Mol Biol Rep. 2023 Jun;50(6):4955-4963. doi: 10.1007/s11033-023-08449-7. Epub 2023 Apr 20.
Overexpression of lysophosphatidylcholine acyltransferase 1 (LPCAT1) has been found in various solid cancers and is associated with disease progression, metastasis, and recurrence. However, the expression pattern of LPCAT1 in acute myeloid leukemia (AML) bone marrow remains unknown. The present study aimed to compare LPCAT1 expression differences in bone marrow samples from AML patients and healthy controls and assess the clinical relevance of LPCAT1 in AML.
LPCAT1 expression in bone marrow was significantly lower in AML than in healthy controls predicted by public databases.
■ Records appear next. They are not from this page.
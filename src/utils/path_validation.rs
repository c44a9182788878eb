//! Input validation for download requests.
//!
//! Both checks run before any I/O so a bad request never touches the network
//! or the download directory.

use crate::core::UpdateError;
use std::path::{Component, Path};
use url::{Host, Url};

const WINDOWS_INVALID_CHARS: &[char] = &['<', '>', ':', '"', '|', '?', '*'];

const RESERVED_NAMES: &[&str] = &[
    "CON", "PRN", "AUX", "NUL", "COM1", "COM2", "COM3", "COM4", "COM5", "COM6", "COM7", "COM8",
    "COM9", "LPT1", "LPT2", "LPT3", "LPT4", "LPT5", "LPT6", "LPT7", "LPT8", "LPT9",
];

const MAX_FILE_NAME_LEN: usize = 255;

/// Validate a destination file name for the download directory.
///
/// The name must be a single normal path component: no separators, no `..`,
/// no characters Windows refuses, no reserved device names. The check is the
/// same on every platform so a name accepted on macOS is also valid for the
/// Windows build.
pub fn validate_file_name(name: &str) -> Result<(), UpdateError> {
    let reject = |reason: &str| UpdateError::InvalidFileName {
        name: name.to_string(),
        reason: reason.to_string(),
    };

    if name.trim().is_empty() {
        return Err(reject("file name is empty"));
    }
    if name.len() > MAX_FILE_NAME_LEN {
        return Err(reject("file name is too long"));
    }
    if name.contains('/') || name.contains('\\') {
        return Err(reject("path separators are not allowed"));
    }
    if name == "." || name == ".." || name.contains("..") {
        return Err(reject("parent directory references are not allowed"));
    }
    if let Some(ch) = name.chars().find(|c| WINDOWS_INVALID_CHARS.contains(c) || c.is_control()) {
        return Err(reject(&format!("character {ch:?} is not allowed")));
    }
    if name.ends_with('.') || name.ends_with(' ') {
        return Err(reject("file name cannot end with a dot or space"));
    }

    let stem = name.split('.').next().unwrap_or(name).to_uppercase();
    if RESERVED_NAMES.contains(&stem.as_str()) {
        return Err(reject("reserved device name"));
    }

    let mut components = Path::new(name).components();
    match (components.next(), components.next()) {
        (Some(Component::Normal(_)), None) => Ok(()),
        _ => Err(reject("must be a single file name")),
    }
}

/// Validate and parse an installer download URL.
///
/// Only `https` is accepted, except for loopback hosts (`localhost`,
/// `127.0.0.0/8`, `::1`) where plain `http` is allowed for local registries.
pub fn validate_download_url(raw: &str) -> Result<Url, UpdateError> {
    let reject = |reason: &str| UpdateError::InvalidUrl {
        url: raw.to_string(),
        reason: reason.to_string(),
    };

    let url = Url::parse(raw.trim()).map_err(|e| reject(&e.to_string()))?;

    match url.scheme() {
        "https" => {}
        "http" if is_loopback(&url) => {}
        "http" => return Err(reject("only https:// downloads are allowed")),
        other => return Err(reject(&format!("unsupported scheme '{other}'"))),
    }

    if url.host().is_none() {
        return Err(reject("URL has no host"));
    }
    if !url.username().is_empty() || url.password().is_some() {
        return Err(reject("credentials in URLs are not allowed"));
    }

    Ok(url)
}

fn is_loopback(url: &Url) -> bool {
    match url.host() {
        Some(Host::Domain(domain)) => domain.eq_ignore_ascii_case("localhost"),
        Some(Host::Ipv4(ip)) => ip.is_loopback(),
        Some(Host::Ipv6(ip)) => ip.is_loopback(),
        None => false,
    }
}

/// Best-effort file name from the last URL path segment.
#[must_use]
pub fn file_name_from_url(url: &Url) -> Option<String> {
    url.path_segments()?
        .next_back()
        .filter(|s| !s.is_empty())
        .map(|s| s.to_string())
        .filter(|s| validate_file_name(s).is_ok())
}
Furthermore, real-time quantitative PCR (RQ-PCR) validated that LPCAT1 expression in bone marrow was significantly down-regulated in AML compared to healthy controls [0.056 (0.000-0.846) vs 0.253 (0.031-1.000)]. The DiseaseMeth version 2.0 and The Cancer Genome Atlas analysis revealed that the LPCAT1 promoter was hypermethylated in AML, and there was a strong negative correlation between LPCAT1 expression and methylation (R = - 0.610, P < 0.001). RQ-PCR revealed that the frequency of LPCAT1 low expression was lower in the FAB-M4/M5 subtype than in the other subtypes (P = 0.018). The ROC curve revealed that LPCAT1 expression could serve as a potential diagnostic marker for differentiating AML from controls with an area under the ROC curve of 0.819 (95% CI 0.743-0.894, P < 0.001). In cytogenetically normal AML, patients with LPCAT1 low expression had significantly longer overall survival than those without LPCAT1 low expression (median 19 versus 5.5 months, P = 0.036).
LPCAT1 is down-regulated in AML bone marrow, and LPCAT1 down-regulation could be used as a potential biomarker for AML diagnosis and prognosis.
已发现溶血磷脂酰胆碱酰基转移酶 1(LPCAT1)在各种实体瘤中过度表达,与疾病进展、转移和复发有关。然而,急性髓系白血病(AML)骨髓中 LPCAT1 的表达模式尚不清楚。本研究旨在比较 AML 患者和健康对照者骨髓中 LPCAT1 表达差异,并评估 LPCAT1 在 AML 中的临床相关性。
公共数据库预测 AML 患者骨髓中 LPCAT1 的表达明显低于健康对照组。此外,实时定量 PCR(RQ-PCR)验证 AML 患者骨髓中 LPCAT1 的表达明显低于健康对照组[0.056(0.000-0.846)比 0.253(0.031-1.000)]。DiseaseMeth 版本 2.0 和癌症基因组图谱分析显示 AML 中 LPCAT1 启动子呈高甲基化,LPCAT1 表达与甲基化呈强负相关(R= -0.610,P<0.001)。RQ-PCR 显示 LPCAT1 低表达频率在 FAB-M4/M5 亚型中低于其他亚型(P=0.018)。ROC 曲线显示 LPCAT1 表达可作为区分 AML 与对照组的潜在诊断标志物,ROC 曲线下面积为 0.819(95%CI 0.743-0.894,P<0.001)。在核型正常的 AML 中,LPCAT1 低表达患者的总生存期明显长于无 LPCAT1 低表达患者(中位数 19 个月与 5.5 个月,P=0.036)。
AML 骨髓中 LPCAT1 下调,LPCAT1 下调可作为 AML 诊断和预后的潜在生物标志物。